Money in Politics - Caleb Jones

The issue of money in politics is one that has gained a lot of traction in the last several years. It’s one of the few issues whereupon most left-wingers and right-wingers agree.

The position essentially states that we must pass a myriad of laws and/or constitutional amendments to prevent rich people and big corporations from influencing elections and lawmaking. This includes, among many other things, repealing Citizen’s United, a famous 2010 supreme court case in which the court ruled that in terms of donating money to politicians, corporations are equivalent to people, allowing the floodgates to open for corporations to influence politicians.

“Getting money out of politics,” at least theoretically, will ensure that politicians are more likely to serve the will of the people and not the will of corporatists.

Like most political issues, the intent behind this position is a good one. It’s anti-corporatist, which is great.

The problem is that this position is held by people who are fundamentally for big government, even if they don’t think they are. I shall explain.

If you don’t want the government to do bad things, you have two options.

Option one is to give the government massive power, then pass a bunch of laws, amendments, and regulations to try to keep that same government from abusing said power.

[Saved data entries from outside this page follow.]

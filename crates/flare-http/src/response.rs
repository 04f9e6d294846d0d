//! Response wrapper tying span lifetime to response consumption.
//!
//! [`TracedResponse`] holds the span opened for its request in a take-once
//! slot. Reading the body, decoding it, cancelling, dropping the response,
//! and the completion chunk of a multiplexed stream all finish the span;
//! whichever happens first wins, the rest are no-ops.

use crate::chunk::Chunk;
use crate::client::{ChunkStream, HttpClient, HttpResponse, ResponseId};
use crate::error::HttpError;
use async_trait::async_trait;
use bytes::Bytes;
use flare_core::Span;
use futures_util::Stream;
use http::{HeaderMap, StatusCode};
use parking_lot::Mutex;
use pin_project_lite::pin_project;
use serde::{Deserialize, Deserializer, Serialize, Serializer};
use std::any::Any;
use std::collections::HashMap;
use std::fmt;
use std::pin::Pin;
use std::sync::Arc;
use std::task::{Context, Poll};
use std::time::Duration;

const STATUS_CODE_TAG: &str = "http.response.status_code";

/// A response issued through a traced client.
///
/// Delegates everything to the wrapped response and finishes the request
/// span when the response reaches its end. Status classification happens
/// after the span is finished, so a non-success status never leaves the
/// span open.
pub struct TracedResponse {
    client: Arc<dyn HttpClient>,
    inner: Arc<dyn HttpResponse>,
    span: Mutex<Option<Span>>,
}

impl TracedResponse {
    /// Wraps `inner`, finishing `span` when the response reaches its end.
    pub fn new(
        client: Arc<dyn HttpClient>,
        inner: Arc<dyn HttpResponse>,
        span: Option<Span>,
    ) -> Self {
        Self {
            client,
            inner,
            span: Mutex::new(span),
        }
    }

    /// The client the response was issued through.
    pub fn client(&self) -> Arc<dyn HttpClient> {
        self.client.clone()
    }

    /// The request span, while not yet finished by this wrapper.
    pub fn span(&self) -> Option<Span> {
        self.span.lock().clone()
    }

    /// Finishes the request span, recording the response status as a tag.
    ///
    /// Only the first call has an effect; later calls find the slot empty.
    pub fn finish(&self) {
        if let Some(span) = self.span.lock().take() {
            span.set_tag(STATUS_CODE_TAG, self.inner.status().as_str());
            span.finish();
        }
    }

    /// Multiplexes traced responses into one chunk stream.
    ///
    /// Every response must have been issued through a traced client; a
    /// mismatch fails before any I/O starts. Each response's span finishes
    /// as its completion chunk passes through the returned stream.
    pub fn stream(
        client: Arc<dyn HttpClient>,
        responses: Vec<Arc<dyn HttpResponse>>,
        timeout: Option<Duration>,
    ) -> Result<ChunkStream, HttpError> {
        let mut inner_responses = Vec::with_capacity(responses.len());
        let mut wrappers = HashMap::with_capacity(responses.len());

        for response in responses {
            let response: Arc<dyn Any + Send + Sync> = response;
            let Ok(traced) = response.downcast::<TracedResponse>() else {
                return Err(HttpError::UntracedResponse);
            };
            inner_responses.push(traced.inner.clone());
            wrappers.insert(traced.inner.id(), traced);
        }

        let inner = client.stream(inner_responses, timeout)?;
        let stream: ChunkStream = Box::pin(TracedChunkStream { inner, wrappers });
        Ok(stream)
    }

    fn finish_and_check<T>(
        &self,
        check_status: bool,
        result: Result<T, HttpError>,
    ) -> Result<T, HttpError> {
        self.finish();
        if check_status {
            check_status_code(self.inner.status())?;
        }
        result
    }
}

#[async_trait]
impl HttpResponse for TracedResponse {
    fn id(&self) -> ResponseId {
        self.inner.id()
    }

    fn status(&self) -> StatusCode {
        self.inner.status()
    }

    fn headers(&self) -> &HeaderMap {
        self.inner.headers()
    }

    async fn content(&self, check_status: bool) -> Result<Bytes, HttpError> {
        let result = self.inner.content(check_status).await;
        self.finish_and_check(check_status, result)
    }

    async fn json(&self, check_status: bool) -> Result<serde_json::Value, HttpError> {
        let result = self.inner.json(check_status).await;
        self.finish_and_check(check_status, result)
    }

    async fn cancel(&self) {
        self.finish();
        self.inner.cancel().await;
    }
}

impl Drop for TracedResponse {
    fn drop(&mut self) {
        self.finish();
    }
}

impl fmt::Debug for TracedResponse {
    fn fmt(&self, f: &mut fmt::Formatter<'_>) -> fmt::Result {
        f.debug_struct("TracedResponse")
            .field("id", &self.inner.id())
            .field("status", &self.inner.status())
            .field("span_active", &self.span.lock().is_some())
            .finish_non_exhaustive()
    }
}

impl Serialize for TracedResponse {
    fn serialize<S>(&self, _serializer: S) -> Result<S::Ok, S::Error>
    where
        S: Serializer,
    {
        Err(serde::ser::Error::custom(
            "TracedResponse wraps a live connection and cannot be serialized",
        ))
    }
}

impl<'de> Deserialize<'de> for TracedResponse {
    fn deserialize<D>(_deserializer: D) -> Result<Self, D::Error>
    where
        D: Deserializer<'de>,
    {
        Err(serde::de::Error::custom(
            "TracedResponse wraps a live connection and cannot be deserialized",
        ))
    }
}

fn check_status_code(status: StatusCode) -> Result<(), HttpError> {
    // StatusCode admits non-standard codes up to 999; anything from 500 up
    // counts as a server error.
    if status.as_u16() >= 500 {
        return Err(HttpError::Server { status });
    }
    if status.is_client_error() {
        return Err(HttpError::Client { status });
    }
    if status.is_redirection() {
        return Err(HttpError::Redirection { status });
    }
    Ok(())
}

pin_project! {
    /// Chunk stream that finishes each response's span as its completion
    /// chunk passes through.
    struct TracedChunkStream {
        #[pin]
        inner: ChunkStream,
        wrappers: HashMap<ResponseId, Arc<TracedResponse>>,
    }
}

impl Stream for TracedChunkStream {
    type Item = (ResponseId, Chunk);

    fn poll_next(self: Pin<&mut Self>, cx: &mut Context<'_>) -> Poll<Option<Self::Item>> {
        let this = self.project();

        match this.inner.poll_next(cx) {
            Poll::Ready(Some((id, chunk))) => {
                if chunk.is_last() {
                    match this.wrappers.remove(&id) {
                        Some(wrapper) => wrapper.finish(),
                        None => {
                            tracing::warn!(
                                response_id = %id,
                                "completion chunk for an unknown response"
                            );
                        }
                    }
                }
                Poll::Ready(Some((id, chunk)))
            }
            other => other,
        }
    }
}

Option two is to never give the government massive power in the first place. Then you don’t need to pass any of this stuff.

Left-wingers and right-wingers usually are for option one. They each believe (in their own way) that government should be given extreme and wide-reaching power over your personal life, the economy, the world, and many other aspects. When they do this, they’re always shocked, shocked! to find that many politicians in charge of this huge government do very bad things.

Well, duh.

Left-wingers and right-wingers then say, “Well, we will want massive government in control of certain things, but we want that massive government to only do what we want.” The term “good government” is the favorite phrase of these people. “I don’t want big government, I want good government!”

Then they go into band-aid mode, and start passing even more laws, regulations, and other bullshit, most of which actually makes your life even more difficult and all of which actually costs more taxpayer dollars to police the politicians and their donors to make sure they don’t do bad things.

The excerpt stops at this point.